* Exercise: Keyword search on "upstream": report each line of the records that contains it.

Start of Block

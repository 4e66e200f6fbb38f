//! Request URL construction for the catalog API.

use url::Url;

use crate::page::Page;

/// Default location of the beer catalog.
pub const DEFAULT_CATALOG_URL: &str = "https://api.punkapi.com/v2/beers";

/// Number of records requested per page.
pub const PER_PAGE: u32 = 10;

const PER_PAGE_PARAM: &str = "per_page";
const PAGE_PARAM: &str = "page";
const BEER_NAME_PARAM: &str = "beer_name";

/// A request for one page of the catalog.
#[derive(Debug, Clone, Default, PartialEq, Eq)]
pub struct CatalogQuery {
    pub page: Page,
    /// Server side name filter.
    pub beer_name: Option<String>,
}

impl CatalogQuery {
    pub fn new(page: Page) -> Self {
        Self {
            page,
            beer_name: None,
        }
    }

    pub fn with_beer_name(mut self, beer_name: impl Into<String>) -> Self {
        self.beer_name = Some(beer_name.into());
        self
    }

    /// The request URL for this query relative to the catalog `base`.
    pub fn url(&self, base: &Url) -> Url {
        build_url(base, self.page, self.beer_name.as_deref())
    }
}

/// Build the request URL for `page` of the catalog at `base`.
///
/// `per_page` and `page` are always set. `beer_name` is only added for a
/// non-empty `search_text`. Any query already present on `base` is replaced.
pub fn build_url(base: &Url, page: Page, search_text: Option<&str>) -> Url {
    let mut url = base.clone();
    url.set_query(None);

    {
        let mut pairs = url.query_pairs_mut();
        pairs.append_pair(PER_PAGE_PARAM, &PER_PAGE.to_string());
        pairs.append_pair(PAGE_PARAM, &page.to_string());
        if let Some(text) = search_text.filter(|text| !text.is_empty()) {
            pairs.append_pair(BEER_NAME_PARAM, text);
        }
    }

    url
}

End of Block
Start of Block

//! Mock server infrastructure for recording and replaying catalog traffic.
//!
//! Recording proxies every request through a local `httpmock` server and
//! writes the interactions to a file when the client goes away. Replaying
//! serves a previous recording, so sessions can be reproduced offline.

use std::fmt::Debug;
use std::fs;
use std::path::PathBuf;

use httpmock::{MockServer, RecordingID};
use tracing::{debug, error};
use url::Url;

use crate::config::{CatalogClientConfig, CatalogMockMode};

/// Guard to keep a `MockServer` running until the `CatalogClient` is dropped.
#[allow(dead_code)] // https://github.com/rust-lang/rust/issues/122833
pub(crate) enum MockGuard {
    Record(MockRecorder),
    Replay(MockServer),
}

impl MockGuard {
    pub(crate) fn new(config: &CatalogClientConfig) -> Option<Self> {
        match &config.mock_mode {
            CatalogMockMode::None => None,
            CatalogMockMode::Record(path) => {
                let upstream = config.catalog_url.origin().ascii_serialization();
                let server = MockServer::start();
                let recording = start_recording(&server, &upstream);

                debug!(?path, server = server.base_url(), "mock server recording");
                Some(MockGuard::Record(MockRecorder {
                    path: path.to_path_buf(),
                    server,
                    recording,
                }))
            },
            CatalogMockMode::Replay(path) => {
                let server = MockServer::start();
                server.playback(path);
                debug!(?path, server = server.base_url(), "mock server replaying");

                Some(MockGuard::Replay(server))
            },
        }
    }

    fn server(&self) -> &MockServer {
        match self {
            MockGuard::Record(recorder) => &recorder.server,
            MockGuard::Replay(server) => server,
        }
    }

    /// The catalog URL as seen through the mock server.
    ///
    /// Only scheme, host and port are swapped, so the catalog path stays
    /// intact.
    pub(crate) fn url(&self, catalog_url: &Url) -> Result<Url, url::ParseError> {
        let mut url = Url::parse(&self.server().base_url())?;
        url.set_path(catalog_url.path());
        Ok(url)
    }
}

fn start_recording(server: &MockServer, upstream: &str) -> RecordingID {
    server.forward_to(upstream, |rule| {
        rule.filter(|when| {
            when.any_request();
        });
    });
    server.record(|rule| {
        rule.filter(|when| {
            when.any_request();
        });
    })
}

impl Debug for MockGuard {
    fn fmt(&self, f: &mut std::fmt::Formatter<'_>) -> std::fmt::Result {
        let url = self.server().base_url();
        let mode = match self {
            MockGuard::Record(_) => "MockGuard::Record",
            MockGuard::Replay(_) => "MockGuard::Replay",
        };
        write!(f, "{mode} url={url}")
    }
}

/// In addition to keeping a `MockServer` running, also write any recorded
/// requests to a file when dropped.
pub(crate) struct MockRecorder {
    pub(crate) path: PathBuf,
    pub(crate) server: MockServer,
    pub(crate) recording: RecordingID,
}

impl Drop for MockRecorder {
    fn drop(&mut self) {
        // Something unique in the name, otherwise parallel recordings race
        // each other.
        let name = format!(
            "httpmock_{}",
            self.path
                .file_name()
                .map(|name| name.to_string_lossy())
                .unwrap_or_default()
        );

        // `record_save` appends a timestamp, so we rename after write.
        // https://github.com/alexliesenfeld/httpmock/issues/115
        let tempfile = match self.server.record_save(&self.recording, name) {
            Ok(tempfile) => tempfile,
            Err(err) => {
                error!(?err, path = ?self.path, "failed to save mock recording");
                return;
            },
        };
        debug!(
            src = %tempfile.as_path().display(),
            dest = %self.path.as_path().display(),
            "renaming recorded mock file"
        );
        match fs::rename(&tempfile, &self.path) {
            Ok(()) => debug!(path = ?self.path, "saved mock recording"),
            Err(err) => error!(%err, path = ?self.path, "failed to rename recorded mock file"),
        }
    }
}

End of Block

* Output below:
                let upstream = config.catalog_url.origin().ascii_serialization();
                let recording = start_recording(&server, &upstream);
fn start_recording(server: &MockServer, upstream: &str) -> RecordingID {
    server.forward_to(upstream, |rule| {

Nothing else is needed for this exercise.